→ **Work order**: Filter the entries below, keeping every line that has the word "evaluate".

BEGIN Exercise inputs

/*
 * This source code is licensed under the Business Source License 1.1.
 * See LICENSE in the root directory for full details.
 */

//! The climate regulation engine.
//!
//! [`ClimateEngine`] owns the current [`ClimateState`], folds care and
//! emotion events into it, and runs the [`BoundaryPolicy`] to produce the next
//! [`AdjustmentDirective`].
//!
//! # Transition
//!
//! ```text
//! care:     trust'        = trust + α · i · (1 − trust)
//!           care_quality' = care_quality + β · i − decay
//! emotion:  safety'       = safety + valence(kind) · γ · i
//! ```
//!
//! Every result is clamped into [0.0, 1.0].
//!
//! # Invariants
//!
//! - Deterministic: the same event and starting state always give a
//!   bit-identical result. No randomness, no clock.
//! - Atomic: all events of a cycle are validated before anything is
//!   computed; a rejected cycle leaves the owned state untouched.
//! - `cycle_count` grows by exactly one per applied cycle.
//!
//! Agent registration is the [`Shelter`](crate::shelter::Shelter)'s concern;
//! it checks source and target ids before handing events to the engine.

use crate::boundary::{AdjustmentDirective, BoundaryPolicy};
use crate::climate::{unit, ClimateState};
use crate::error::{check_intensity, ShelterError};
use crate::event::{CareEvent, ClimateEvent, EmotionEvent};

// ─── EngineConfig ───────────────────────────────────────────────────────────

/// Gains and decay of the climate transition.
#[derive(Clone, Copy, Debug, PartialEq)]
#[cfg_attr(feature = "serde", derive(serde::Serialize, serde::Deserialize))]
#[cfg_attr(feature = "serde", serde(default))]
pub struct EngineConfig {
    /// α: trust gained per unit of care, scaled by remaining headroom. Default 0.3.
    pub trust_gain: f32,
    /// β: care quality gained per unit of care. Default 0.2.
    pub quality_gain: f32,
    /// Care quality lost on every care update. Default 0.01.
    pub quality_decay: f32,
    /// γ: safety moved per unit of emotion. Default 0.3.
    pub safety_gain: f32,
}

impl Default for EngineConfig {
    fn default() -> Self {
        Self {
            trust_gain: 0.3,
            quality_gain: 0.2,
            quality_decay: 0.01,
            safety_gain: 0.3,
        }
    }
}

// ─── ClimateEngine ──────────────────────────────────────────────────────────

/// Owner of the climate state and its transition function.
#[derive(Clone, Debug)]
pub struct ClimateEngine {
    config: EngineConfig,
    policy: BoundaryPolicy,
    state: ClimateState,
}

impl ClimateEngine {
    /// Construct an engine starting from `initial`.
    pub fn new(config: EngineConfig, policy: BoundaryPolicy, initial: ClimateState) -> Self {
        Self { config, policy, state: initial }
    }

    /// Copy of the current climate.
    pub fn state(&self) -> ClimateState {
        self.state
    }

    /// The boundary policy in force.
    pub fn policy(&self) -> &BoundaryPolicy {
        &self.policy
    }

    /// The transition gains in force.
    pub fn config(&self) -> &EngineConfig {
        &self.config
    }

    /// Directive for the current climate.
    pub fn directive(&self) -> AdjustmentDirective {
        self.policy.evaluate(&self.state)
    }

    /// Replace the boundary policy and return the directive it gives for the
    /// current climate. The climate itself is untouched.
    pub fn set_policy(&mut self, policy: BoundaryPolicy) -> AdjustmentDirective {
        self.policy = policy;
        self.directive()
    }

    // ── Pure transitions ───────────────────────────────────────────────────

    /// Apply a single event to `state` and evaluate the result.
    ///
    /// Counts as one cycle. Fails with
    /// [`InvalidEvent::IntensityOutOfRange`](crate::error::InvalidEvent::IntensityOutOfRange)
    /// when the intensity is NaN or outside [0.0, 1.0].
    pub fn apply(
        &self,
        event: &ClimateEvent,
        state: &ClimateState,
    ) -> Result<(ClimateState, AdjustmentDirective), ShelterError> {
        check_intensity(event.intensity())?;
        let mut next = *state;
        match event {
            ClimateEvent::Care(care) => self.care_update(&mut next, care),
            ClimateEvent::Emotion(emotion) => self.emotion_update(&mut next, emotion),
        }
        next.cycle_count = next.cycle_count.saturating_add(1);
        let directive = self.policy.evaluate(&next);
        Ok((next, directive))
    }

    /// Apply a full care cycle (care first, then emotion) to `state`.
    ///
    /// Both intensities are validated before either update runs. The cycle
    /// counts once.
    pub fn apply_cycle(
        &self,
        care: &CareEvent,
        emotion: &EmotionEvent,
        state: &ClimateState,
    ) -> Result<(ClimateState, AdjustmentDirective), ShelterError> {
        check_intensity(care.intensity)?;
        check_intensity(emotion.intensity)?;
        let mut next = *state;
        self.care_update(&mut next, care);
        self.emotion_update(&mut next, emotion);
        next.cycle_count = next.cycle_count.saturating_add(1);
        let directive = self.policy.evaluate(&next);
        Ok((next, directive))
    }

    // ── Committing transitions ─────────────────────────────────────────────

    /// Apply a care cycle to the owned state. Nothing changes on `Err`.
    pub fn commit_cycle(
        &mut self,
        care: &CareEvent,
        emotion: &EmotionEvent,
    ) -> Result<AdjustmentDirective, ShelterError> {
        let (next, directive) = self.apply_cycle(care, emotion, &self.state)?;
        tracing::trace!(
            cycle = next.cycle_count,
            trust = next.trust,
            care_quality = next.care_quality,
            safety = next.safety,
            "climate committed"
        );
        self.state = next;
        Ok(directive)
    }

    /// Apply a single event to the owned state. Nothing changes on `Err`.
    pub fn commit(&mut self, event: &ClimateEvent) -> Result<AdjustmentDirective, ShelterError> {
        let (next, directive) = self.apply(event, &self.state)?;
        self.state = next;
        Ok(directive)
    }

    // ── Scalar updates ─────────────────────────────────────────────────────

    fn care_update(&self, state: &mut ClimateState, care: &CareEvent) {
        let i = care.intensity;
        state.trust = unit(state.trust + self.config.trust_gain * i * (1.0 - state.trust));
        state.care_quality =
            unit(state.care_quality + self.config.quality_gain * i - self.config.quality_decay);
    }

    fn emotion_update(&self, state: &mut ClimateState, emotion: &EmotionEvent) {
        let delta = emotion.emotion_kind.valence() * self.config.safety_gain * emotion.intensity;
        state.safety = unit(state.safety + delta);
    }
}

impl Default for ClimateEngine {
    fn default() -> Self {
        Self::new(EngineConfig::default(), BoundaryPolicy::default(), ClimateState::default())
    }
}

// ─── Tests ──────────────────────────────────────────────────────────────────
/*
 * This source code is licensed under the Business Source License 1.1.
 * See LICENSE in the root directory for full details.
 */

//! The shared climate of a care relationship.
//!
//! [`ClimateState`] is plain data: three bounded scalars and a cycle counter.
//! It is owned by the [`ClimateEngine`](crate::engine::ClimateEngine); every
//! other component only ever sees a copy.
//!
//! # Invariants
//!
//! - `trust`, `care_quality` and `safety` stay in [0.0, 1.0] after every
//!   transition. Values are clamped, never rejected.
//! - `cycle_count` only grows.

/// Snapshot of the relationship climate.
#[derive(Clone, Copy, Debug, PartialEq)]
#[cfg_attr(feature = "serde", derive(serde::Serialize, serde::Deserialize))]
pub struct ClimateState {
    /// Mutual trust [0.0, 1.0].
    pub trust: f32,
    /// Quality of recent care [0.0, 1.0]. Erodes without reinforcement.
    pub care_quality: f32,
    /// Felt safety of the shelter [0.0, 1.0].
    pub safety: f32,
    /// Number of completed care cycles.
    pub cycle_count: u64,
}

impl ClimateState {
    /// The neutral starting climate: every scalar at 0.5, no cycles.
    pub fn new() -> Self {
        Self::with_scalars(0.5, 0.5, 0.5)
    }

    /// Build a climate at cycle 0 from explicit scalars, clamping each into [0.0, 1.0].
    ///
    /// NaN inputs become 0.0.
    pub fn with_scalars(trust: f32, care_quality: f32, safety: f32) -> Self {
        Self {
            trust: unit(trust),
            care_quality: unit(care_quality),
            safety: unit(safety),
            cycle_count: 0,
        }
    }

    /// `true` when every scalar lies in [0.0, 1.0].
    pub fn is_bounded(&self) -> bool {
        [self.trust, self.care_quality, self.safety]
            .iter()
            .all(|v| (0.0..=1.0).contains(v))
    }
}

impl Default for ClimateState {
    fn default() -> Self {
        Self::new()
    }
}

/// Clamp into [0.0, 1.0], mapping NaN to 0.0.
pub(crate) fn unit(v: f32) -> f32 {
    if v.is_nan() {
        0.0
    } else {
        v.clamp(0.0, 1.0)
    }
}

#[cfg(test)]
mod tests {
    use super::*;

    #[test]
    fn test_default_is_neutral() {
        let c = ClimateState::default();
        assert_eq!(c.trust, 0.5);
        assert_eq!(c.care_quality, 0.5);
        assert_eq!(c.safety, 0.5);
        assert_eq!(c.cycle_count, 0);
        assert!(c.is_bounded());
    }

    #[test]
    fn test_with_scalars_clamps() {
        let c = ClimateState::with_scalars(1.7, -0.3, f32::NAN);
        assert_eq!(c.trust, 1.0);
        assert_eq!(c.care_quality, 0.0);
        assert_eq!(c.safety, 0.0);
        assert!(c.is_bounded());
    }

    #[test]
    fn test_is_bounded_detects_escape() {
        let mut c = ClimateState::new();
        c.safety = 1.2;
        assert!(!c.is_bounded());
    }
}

END Exercise inputs

→ **Result of this exercise**:
        self.policy.evaluate(&self.state)
    /// Apply a single event to `state` and evaluate the result.
        let directive = self.policy.evaluate(&next);
        let directive = self.policy.evaluate(&next);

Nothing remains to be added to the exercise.